Ermenilerin Talebi Duvara Tosladı
Tamamen uydurma hikâyelere ve kulaktan dolma bilgilere dayalı Ermeni iddiaları, olayların geçtiği iddia edilen 1915 yılının 100’üncü senesine yönelik çalışmalarında hiç beklemedikleri bir darbe aldı. Üstelik de Ermenilerin ABD'de yoğun olarak yaşadıkları California Eyaleti’nde. Ermenilerin beklentileri çok büyüktü ve sonuçtan da yüzde yüz emindiler. Çalışmışlar çabalamışlar, her türlü parayı döküp, destekçileri siyasilerin girişimleri ile California Eyalet Meclisi’nden bir yasa çıkarttırarak, Ermenilerin California'da "Soykırım" iddiası ile sigorta şirketleri aleyhine dava açıp tazminat talep etmek haklarını yasallaştırmışlardı. İlk adım olarak California Eyalet Meclisi’nin sözde Ermeni Soykırımı'nı tanıması için girişim başlatmışlar ve 2000 yılında da Eyalet Meclisi’nden bu kararı çıkarttırmayı başarmışlardı. Arkasından da sigorta bedellerini almak için ilgili sigorta şirketlerine karşı tazminat talebi davası açmak haklarını yasallaştırdılar. Califorina Eyalet Meclisi’nin arka arkaya aldığı bu kararlardan yola çıkan Ermeniler, önce Fransız AXA sigorta şirketi ile New York kökenli Life Insurance sigorta şirketine karşı tazminat davası açmışlar ve her iki şirketle de kapalı kapılar ardında mahkemenin sonucunu beklemeden bir ödeme mutabakatına varmışlardı.

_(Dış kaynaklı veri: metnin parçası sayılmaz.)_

use std::fs;
use std::path::{Path, PathBuf};

use clap::{Parser, Subcommand};
use layout::{LayoutConfig, LayoutManager, PassOutcome, PlacedObject, SkipReason};
use serde::Serialize;
use tools::badge::CountBadge;
use tools::scene::Scene;
use tracing::info;
use tracing_subscriber::EnvFilter;

#[derive(Parser, Debug)]
#[command(author, version, about = "Replays decoration scenes through the layout engine")]
struct Args {
    #[command(subcommand)]
    command: Command,
}

#[derive(Subcommand, Debug)]
enum Command {
    /// Run a scene for a number of frames and print the outcome of each
    Run {
        /// Scene JSON file
        #[arg(long)]
        scene: PathBuf,

        /// Layout configuration JSON file (defaults apply otherwise)
        #[arg(long)]
        config: Option<PathBuf>,

        /// Number of frames to simulate
        #[arg(long, default_value_t = 1)]
        frames: usize,

        /// Seconds between frames
        #[arg(long, default_value_t = 1.0 / 60.0)]
        dt: f64,

        /// Cluster transition duration in seconds
        #[arg(long)]
        cluster_animation: Option<f64>,
    },
}

fn main() {
    tracing_subscriber::fmt()
        .with_env_filter(EnvFilter::from_default_env())
        .init();

    if let Err(e) = real_main() {
        eprintln!("error: {e}");
        std::process::exit(1);
    }
}

fn real_main() -> Result<(), String> {
    match Args::parse().command {
        Command::Run {
            scene,
            config,
            frames,
            dt,
            cluster_animation,
        } => cmd_run(&scene, config.as_deref(), frames, dt, cluster_animation),
    }
}

fn cmd_run(
    scene_path: &Path,
    config_path: Option<&Path>,
    frames: usize,
    dt: f64,
    cluster_animation: Option<f64>,
) -> Result<(), String> {
    if !(dt.is_finite() && dt >= 0.0) {
        return Err(format!("--dt must be a non-negative number, got {dt}"));
    }
    let text = read(scene_path)?;
    let scene = Scene::from_json_str(&text)?;

    let manager = match config_path {
        Some(p) => LayoutManager::from_json_config(&read(p)?).map_err(|e| format!("config: {e}"))?,
        None => LayoutManager::new(LayoutConfig::default()),
    }
    .with_cluster_generator(CountBadge::new(cluster_animation));

    manager.add_candidates(scene.resolve(&scene.candidates)?);
    if !scene.override_identities.is_empty() {
        manager.set_override_identities(scene.override_identities.iter().cloned());
    }

    for frame in 0..frames {
        for event in scene.events_at(frame) {
            if !event.remove.is_empty() {
                manager.remove_identities(event.remove.iter().cloned());
            }
            if !event.add.is_empty() {
                manager.add_candidates(scene.resolve(&event.add)?);
            }
            if let Some(n) = event.max_display_objects {
                manager.set_max_display_objects(n);
            }
        }

        let t = frame as f64 * dt;
        let view = scene.camera.view_at(t)?;
        let report = FrameReport::new(frame, t, &manager.update_layout(&view));
        println!("{}", serde_json::to_string(&report).map_err(|e| format!("json: {e}"))?);
    }

    let result = manager.current_result();
    let placed: Vec<PlacementReport> = result.objects.values().map(PlacementReport::from).collect();
    info!(
        placed = placed.len(),
        clusters = result.clusters.len(),
        "scene finished"
    );
    let payload = serde_json::to_string_pretty(&placed).map_err(|e| format!("json: {e}"))?;
    println!("{payload}");
    Ok(())
}

fn read(path: &Path) -> Result<String, String> {
    fs::read_to_string(path).map_err(|e| format!("read {path:?}: {e}"))
}

#[derive(Serialize)]
struct FrameReport {
    frame: usize,
    time: f64,
    outcome: &'static str,
    added: usize,
    updated: usize,
    removed: usize,
}

impl FrameReport {
    fn new(frame: usize, time: f64, outcome: &PassOutcome) -> Self {
        let (name, added, updated, removed) = match outcome {
            PassOutcome::Completed(c) => ("completed", c.added.len(), c.updated.len(), c.removed.len()),
            PassOutcome::Cancelled => ("cancelled", 0, 0, 0),
            PassOutcome::Skipped(reason) => (skip_name(*reason), 0, 0, 0),
        };
        Self {
            frame,
            time,
            outcome: name,
            added,
            updated,
            removed,
        }
    }
}

fn skip_name(reason: SkipReason) -> &'static str {
    match reason {
        SkipReason::Busy => "busy",
        SkipReason::Deferred => "deferred",
        SkipReason::Throttled => "throttled",
        SkipReason::UpToDate => "up_to_date",
    }
}

#[derive(Serialize)]
struct PlacementReport {
    key: String,
    placement: &'static str,
    x: f64,
    y: f64,
    rotation: f64,
    importance: f64,
    #[serde(skip_serializing_if = "Option::is_none")]
    members: Option<u64>,
}

impl From<&PlacedObject> for PlacementReport {
    fn from(o: &PlacedObject) -> Self {
        let at = o.screen_pos + o.offset;
        Self {
            key: o.key.to_string(),
            placement: o.placement.name(),
            x: at.x,
            y: at.y,
            rotation: o.rotation,
            importance: o.importance,
            members: if o.is_cluster() { o.content } else { None },
        }
    }
}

ALMAN SİGORTA FİRMASININ DİRENİŞİ
Almanya kökenli Münich-Re sigorta şirketine ise Ermeni rahip Vazken Movsesian dava açmış ve Münich-Re şirketinin büyük direnci ile karşılaşmıştı. Münich-Re sigorta şirketi hem ödemeyi reddetmiş, hem de Eyalet Meclisi’nin bu konuda yetkisiz olduğunu iddia ederek konuyu California Federal Temyiz Mahkemesi’ne götürmüş ve yasayı düşürtmüştü. Bu kararı kabullenemeyen Ermeniler bu sefer 2003 yılında davacılar Harry Arzoumanian, Garo Ayaltin, Miran Khagerian ve Ara Khajerian, Münich-Re adlı şsigorta şirketi aleyhine 1915 yılında gerçekleşen sözde soykırım nedeni ile ödenmeyen sigorta bedellerinin ödenmesi talebi ile Yüksek Mahkemede itiraz davası açtılar. Bu mahkeme aynı soydan gelen kişilerin sigorta şirketlerine karşı tazminat davası açmasının Federal Hükümetin ABD'nin Dış İlişkilerini yönetmesine haksız bir müdahale olarak değerlendirdi ve reddetti. Aynı mahkeme aradan daha iki yıl bile geçmeden bu sefer kararını değiştirdi ve Ermenilerin istinaf iddialarını kabul etti. Bu sefer de Alman Münich-Re sigorta şirketi itiraz dosyalayınca Alman şirketini haklı buldu ve Ermeniler konuyu Yüksek Mahkeme’ye taşıdılar.
İşe bakın ki, savcı olan Ermeni Vartkes Yeghiayan bu itiraz davasını bizzat kendisi dosyalamış ve dava hiyerarşik olarak bir dizi istinaf mahkemelerinden geçerek Amerika Birleşik Devletleri’nin en yüksek mahkemesi olan ve kararı artık temyiz edilemeyen ABD Yüksek Mahkemesi’nin (US Supreme Court) önüne gelmişti.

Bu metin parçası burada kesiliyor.